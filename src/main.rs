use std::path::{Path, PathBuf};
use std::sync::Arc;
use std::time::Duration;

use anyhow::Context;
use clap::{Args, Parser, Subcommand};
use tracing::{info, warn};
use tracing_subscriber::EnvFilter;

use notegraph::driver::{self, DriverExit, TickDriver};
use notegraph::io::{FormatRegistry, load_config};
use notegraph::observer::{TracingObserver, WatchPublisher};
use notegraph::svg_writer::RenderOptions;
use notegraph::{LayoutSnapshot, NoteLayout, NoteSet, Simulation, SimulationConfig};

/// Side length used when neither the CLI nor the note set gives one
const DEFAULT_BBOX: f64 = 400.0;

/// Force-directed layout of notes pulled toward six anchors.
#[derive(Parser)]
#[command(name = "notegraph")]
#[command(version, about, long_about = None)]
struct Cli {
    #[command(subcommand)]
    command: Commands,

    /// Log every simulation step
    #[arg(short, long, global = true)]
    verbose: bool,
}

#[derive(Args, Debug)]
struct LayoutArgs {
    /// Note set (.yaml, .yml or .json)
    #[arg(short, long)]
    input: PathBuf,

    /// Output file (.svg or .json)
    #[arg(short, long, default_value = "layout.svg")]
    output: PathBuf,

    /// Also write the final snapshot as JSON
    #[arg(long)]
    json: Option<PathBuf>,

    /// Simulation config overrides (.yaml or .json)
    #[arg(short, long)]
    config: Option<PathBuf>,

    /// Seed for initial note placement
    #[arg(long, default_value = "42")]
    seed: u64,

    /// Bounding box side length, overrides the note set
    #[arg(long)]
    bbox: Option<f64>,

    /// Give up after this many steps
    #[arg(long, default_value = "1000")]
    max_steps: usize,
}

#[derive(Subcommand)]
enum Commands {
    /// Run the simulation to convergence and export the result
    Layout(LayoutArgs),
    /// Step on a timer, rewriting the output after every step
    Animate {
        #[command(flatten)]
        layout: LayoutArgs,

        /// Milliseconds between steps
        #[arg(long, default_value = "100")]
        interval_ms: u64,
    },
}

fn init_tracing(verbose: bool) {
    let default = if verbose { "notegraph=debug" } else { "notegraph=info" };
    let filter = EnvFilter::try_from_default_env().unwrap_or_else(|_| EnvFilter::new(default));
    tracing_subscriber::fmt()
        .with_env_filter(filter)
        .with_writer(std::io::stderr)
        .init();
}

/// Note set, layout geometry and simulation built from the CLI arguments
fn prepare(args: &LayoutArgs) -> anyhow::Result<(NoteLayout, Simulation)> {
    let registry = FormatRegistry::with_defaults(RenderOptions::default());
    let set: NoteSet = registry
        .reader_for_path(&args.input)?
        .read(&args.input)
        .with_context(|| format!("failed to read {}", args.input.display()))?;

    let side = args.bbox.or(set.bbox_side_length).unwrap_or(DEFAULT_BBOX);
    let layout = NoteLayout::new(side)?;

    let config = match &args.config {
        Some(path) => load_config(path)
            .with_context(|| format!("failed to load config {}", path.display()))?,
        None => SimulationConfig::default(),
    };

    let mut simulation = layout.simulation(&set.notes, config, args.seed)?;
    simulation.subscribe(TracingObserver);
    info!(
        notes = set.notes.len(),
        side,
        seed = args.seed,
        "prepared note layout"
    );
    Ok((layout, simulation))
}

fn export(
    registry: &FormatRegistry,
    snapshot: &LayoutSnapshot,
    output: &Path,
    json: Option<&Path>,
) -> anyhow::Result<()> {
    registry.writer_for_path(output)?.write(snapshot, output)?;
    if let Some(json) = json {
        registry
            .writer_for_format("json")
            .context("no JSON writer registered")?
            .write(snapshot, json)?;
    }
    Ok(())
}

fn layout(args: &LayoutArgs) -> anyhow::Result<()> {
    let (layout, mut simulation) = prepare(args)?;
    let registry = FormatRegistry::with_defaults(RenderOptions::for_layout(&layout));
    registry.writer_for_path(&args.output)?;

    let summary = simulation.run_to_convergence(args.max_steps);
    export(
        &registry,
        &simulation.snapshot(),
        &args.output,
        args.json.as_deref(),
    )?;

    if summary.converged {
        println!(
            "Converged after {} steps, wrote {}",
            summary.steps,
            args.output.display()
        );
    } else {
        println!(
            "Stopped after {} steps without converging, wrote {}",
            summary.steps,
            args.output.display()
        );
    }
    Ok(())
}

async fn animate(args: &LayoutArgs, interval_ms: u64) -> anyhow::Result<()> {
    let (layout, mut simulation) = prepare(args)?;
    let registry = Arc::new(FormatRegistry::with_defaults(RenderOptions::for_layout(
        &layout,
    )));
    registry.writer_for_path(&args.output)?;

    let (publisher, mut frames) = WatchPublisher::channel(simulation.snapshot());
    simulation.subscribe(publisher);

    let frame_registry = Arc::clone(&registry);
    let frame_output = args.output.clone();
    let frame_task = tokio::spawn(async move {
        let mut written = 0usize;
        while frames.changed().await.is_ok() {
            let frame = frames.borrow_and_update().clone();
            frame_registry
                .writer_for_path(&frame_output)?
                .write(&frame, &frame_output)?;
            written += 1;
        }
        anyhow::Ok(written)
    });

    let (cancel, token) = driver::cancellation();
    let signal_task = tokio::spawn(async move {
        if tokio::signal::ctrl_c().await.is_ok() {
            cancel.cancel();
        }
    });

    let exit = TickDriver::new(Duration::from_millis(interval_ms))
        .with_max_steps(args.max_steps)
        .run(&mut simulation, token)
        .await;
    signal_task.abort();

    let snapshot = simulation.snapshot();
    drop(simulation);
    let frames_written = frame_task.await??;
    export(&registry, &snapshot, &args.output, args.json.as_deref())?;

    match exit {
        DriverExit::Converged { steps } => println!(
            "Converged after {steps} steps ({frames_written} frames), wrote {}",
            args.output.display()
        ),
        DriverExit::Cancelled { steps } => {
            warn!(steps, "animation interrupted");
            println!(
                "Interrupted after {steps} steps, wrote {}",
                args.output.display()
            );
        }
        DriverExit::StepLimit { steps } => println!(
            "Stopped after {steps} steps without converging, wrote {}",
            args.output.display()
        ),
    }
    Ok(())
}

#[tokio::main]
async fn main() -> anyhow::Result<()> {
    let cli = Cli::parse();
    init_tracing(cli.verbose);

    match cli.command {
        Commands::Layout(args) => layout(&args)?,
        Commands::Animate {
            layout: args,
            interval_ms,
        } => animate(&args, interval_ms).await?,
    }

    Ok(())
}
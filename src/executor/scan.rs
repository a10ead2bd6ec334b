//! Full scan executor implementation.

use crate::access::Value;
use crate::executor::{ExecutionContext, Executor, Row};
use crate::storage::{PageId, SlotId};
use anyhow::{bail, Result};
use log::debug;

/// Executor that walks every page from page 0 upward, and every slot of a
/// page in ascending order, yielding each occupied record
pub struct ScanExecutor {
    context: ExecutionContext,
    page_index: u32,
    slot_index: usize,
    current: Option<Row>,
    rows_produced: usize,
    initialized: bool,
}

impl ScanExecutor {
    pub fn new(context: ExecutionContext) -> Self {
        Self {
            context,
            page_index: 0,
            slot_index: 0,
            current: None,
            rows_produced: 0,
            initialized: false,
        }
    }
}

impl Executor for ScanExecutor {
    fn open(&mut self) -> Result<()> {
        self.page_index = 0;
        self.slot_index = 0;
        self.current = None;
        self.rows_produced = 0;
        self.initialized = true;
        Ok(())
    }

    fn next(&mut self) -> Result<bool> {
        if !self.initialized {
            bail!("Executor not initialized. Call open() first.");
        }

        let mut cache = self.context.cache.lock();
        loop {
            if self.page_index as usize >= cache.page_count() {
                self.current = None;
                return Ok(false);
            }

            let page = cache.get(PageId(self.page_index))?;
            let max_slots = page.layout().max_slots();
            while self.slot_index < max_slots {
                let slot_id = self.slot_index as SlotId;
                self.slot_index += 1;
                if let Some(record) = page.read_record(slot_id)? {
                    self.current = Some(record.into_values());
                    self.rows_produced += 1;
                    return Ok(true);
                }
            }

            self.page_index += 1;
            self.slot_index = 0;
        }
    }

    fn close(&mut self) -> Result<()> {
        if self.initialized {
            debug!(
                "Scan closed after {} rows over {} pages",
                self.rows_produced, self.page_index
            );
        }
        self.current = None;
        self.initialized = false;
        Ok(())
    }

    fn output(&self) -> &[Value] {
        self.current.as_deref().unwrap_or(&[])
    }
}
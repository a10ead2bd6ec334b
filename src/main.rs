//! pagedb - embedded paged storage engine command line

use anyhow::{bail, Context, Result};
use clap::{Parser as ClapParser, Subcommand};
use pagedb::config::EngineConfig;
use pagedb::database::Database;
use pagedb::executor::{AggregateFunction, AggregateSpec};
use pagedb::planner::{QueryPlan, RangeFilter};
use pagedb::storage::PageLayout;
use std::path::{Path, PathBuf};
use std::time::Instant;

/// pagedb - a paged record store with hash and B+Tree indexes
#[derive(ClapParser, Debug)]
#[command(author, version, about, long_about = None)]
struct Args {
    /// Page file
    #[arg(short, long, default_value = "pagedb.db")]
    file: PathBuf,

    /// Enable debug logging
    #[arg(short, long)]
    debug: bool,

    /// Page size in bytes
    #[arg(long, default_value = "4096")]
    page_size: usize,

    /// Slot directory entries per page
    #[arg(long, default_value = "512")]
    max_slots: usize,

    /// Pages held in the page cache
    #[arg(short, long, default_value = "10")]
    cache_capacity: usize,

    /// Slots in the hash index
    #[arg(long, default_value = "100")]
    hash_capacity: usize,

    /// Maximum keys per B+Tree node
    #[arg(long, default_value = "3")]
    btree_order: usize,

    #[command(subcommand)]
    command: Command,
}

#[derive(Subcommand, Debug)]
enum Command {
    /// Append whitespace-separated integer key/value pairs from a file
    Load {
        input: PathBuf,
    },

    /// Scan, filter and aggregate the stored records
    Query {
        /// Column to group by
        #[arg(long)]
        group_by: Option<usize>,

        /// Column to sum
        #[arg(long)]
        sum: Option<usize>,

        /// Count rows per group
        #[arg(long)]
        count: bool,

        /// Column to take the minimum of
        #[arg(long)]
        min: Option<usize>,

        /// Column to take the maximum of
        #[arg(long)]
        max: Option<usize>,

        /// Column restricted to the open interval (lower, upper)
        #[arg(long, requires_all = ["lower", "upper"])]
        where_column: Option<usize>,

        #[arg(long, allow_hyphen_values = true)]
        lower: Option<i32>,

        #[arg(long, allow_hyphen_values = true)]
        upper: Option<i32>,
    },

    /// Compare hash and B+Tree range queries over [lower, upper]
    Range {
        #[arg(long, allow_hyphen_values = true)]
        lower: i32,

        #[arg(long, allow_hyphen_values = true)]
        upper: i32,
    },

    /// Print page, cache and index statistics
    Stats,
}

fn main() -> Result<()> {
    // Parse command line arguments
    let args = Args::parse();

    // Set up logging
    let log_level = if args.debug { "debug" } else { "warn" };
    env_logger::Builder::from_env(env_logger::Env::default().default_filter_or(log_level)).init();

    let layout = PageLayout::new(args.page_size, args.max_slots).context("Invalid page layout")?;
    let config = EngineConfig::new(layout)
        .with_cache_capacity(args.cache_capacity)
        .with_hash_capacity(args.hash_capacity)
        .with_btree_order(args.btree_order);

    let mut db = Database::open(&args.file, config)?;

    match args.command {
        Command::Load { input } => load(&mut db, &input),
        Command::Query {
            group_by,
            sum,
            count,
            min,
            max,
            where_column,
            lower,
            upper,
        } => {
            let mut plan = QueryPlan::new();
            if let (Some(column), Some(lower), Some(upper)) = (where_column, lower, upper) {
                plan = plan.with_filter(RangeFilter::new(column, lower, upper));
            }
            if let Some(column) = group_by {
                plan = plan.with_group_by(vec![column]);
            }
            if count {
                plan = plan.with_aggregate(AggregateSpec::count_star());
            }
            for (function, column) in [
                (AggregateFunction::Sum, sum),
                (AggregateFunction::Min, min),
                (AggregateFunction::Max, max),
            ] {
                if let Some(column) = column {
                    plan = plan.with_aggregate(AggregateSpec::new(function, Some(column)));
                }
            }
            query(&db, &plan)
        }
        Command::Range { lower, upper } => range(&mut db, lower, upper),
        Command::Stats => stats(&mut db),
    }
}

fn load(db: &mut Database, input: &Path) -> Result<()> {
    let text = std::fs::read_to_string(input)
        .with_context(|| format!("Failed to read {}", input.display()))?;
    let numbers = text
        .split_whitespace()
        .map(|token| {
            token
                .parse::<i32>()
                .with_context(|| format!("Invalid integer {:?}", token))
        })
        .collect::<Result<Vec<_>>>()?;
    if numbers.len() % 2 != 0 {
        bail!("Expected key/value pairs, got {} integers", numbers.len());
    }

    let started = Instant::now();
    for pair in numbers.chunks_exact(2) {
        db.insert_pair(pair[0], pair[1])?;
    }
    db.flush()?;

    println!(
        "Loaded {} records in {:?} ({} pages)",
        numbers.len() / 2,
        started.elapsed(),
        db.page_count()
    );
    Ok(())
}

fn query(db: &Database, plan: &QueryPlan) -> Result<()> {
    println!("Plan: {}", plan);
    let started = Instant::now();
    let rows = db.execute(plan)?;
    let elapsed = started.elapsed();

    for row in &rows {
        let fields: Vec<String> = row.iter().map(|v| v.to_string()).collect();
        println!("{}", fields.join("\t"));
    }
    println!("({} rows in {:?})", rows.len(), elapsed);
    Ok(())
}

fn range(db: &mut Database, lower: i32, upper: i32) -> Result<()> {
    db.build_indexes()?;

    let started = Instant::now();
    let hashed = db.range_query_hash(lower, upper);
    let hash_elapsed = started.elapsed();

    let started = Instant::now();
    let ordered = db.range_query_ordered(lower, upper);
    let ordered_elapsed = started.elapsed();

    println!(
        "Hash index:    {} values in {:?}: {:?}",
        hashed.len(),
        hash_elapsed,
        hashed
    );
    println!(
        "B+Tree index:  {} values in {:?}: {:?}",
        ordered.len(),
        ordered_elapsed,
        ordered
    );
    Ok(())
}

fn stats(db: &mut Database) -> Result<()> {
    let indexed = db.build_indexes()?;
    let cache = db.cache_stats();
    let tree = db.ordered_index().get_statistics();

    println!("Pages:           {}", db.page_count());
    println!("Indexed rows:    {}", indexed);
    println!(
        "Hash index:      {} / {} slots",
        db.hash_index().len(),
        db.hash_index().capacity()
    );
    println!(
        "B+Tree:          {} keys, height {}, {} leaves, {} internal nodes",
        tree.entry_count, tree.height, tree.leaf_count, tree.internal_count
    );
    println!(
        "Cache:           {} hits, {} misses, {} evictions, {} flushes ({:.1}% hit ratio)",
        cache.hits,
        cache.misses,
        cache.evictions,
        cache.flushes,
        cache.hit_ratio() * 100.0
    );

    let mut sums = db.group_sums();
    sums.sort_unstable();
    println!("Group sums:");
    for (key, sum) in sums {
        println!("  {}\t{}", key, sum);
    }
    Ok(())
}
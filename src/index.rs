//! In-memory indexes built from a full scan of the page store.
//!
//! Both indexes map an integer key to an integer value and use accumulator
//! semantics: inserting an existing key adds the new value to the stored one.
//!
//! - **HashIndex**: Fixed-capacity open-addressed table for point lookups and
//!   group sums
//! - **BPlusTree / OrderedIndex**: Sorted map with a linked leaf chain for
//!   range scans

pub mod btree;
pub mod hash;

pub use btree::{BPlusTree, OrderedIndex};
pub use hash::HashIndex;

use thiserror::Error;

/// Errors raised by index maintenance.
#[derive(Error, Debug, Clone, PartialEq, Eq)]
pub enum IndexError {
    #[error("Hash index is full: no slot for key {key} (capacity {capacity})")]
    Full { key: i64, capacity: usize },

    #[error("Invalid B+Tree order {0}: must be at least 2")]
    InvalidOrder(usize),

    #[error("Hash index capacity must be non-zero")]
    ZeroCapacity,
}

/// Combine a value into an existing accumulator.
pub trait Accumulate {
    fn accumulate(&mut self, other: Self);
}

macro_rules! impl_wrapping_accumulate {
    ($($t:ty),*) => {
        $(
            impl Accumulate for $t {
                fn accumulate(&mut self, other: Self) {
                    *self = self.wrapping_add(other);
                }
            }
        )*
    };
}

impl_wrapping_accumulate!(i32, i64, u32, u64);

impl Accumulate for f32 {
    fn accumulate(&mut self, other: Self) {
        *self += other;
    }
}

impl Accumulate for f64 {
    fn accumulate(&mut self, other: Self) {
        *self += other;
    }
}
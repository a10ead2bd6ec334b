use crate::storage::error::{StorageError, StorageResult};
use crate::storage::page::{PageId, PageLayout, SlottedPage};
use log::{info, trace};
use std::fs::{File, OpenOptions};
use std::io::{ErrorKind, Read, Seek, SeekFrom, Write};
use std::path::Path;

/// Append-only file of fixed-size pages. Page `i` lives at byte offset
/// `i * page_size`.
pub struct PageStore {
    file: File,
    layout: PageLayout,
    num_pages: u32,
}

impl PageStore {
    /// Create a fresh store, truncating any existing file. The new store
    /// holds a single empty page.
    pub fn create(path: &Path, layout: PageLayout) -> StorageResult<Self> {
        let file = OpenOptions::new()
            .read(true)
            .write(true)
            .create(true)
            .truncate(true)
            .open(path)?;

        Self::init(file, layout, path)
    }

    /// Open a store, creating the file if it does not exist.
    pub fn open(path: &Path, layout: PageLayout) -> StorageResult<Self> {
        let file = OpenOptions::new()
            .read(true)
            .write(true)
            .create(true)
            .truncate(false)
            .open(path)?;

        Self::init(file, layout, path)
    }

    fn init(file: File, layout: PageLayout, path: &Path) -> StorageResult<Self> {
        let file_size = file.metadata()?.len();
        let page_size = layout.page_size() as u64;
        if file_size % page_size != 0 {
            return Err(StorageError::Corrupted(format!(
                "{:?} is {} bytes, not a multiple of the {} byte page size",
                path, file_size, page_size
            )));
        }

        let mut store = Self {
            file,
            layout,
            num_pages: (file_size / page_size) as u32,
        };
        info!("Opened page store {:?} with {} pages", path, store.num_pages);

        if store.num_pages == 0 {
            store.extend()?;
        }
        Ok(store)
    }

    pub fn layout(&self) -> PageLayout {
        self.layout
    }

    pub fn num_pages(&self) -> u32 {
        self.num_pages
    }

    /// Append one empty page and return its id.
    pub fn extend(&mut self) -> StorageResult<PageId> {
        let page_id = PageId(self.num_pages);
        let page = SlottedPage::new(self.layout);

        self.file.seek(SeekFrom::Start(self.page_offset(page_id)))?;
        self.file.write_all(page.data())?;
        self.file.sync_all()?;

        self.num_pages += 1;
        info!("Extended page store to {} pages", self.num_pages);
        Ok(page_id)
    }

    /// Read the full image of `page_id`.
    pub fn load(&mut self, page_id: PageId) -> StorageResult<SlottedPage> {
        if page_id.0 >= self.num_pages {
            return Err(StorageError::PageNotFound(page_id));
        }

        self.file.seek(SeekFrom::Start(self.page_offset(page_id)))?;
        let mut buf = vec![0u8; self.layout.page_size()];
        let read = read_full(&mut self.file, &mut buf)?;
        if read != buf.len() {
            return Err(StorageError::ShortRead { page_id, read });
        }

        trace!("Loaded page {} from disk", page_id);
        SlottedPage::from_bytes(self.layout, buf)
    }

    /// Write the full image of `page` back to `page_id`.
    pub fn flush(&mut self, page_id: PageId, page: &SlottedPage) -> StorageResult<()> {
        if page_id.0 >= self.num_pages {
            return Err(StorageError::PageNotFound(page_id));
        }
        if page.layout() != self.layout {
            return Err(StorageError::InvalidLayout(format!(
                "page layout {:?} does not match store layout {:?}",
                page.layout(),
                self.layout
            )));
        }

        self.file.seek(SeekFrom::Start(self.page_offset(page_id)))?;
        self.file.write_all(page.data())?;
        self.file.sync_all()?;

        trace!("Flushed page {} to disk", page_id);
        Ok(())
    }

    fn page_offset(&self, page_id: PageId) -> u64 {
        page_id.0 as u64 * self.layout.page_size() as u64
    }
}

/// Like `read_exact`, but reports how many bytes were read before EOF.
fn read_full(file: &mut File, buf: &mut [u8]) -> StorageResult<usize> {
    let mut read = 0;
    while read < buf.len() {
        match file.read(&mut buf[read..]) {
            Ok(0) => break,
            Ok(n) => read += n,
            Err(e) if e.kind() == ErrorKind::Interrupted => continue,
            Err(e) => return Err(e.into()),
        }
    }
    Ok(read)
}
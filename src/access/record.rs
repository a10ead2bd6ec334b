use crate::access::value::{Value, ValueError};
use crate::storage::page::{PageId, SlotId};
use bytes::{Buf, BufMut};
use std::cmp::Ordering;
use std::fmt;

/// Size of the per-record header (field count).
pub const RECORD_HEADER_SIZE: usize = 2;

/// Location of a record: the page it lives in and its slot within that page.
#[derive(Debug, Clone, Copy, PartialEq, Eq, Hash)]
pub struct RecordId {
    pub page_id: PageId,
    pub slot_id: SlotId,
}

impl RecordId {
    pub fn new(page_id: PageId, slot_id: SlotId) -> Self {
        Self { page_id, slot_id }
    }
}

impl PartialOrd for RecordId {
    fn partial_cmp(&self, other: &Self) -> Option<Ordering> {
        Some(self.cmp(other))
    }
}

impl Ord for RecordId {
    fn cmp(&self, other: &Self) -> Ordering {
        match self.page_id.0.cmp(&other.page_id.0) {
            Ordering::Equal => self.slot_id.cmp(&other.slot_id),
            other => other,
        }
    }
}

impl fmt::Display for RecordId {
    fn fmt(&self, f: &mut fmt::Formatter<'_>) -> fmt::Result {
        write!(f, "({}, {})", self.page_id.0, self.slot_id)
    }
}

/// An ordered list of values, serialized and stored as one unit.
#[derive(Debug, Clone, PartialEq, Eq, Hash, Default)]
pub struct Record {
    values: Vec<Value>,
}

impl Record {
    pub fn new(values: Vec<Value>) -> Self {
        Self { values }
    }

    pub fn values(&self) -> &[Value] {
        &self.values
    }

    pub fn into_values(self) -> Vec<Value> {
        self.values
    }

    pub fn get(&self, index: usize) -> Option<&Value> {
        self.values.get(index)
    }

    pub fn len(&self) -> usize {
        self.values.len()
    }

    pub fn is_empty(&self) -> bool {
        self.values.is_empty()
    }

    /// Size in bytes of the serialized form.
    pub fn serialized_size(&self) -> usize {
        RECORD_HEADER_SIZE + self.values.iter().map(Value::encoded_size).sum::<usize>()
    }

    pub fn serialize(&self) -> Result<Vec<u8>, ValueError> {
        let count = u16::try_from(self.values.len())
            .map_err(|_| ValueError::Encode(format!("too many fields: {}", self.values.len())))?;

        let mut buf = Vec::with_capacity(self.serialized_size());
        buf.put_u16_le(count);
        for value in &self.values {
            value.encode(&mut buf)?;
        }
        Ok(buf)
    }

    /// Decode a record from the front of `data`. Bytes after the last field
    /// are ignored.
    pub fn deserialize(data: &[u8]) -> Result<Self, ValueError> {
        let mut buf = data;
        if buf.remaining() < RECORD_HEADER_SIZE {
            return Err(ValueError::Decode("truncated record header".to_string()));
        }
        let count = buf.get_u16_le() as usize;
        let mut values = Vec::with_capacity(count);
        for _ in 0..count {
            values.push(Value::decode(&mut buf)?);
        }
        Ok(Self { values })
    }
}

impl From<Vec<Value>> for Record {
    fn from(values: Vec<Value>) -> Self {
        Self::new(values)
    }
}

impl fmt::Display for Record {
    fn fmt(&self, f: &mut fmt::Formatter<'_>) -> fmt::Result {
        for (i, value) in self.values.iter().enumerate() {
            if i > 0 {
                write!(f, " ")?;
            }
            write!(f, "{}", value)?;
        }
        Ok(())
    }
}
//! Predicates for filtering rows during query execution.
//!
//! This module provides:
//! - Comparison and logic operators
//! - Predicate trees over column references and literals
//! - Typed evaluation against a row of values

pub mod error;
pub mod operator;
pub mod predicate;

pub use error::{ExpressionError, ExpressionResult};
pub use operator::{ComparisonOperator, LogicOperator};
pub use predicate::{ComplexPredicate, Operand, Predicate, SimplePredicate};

──────────────────────────────

**Required work**
Show each line of the records above containing "bool".

**Exercise response**
    verbose: bool,
fn init_tracing(verbose: bool) {
    initialized: bool,
    fn next(&mut self) -> Result<bool> {
    debug: bool,
        count: bool,
    pub fn is_empty(&self) -> bool {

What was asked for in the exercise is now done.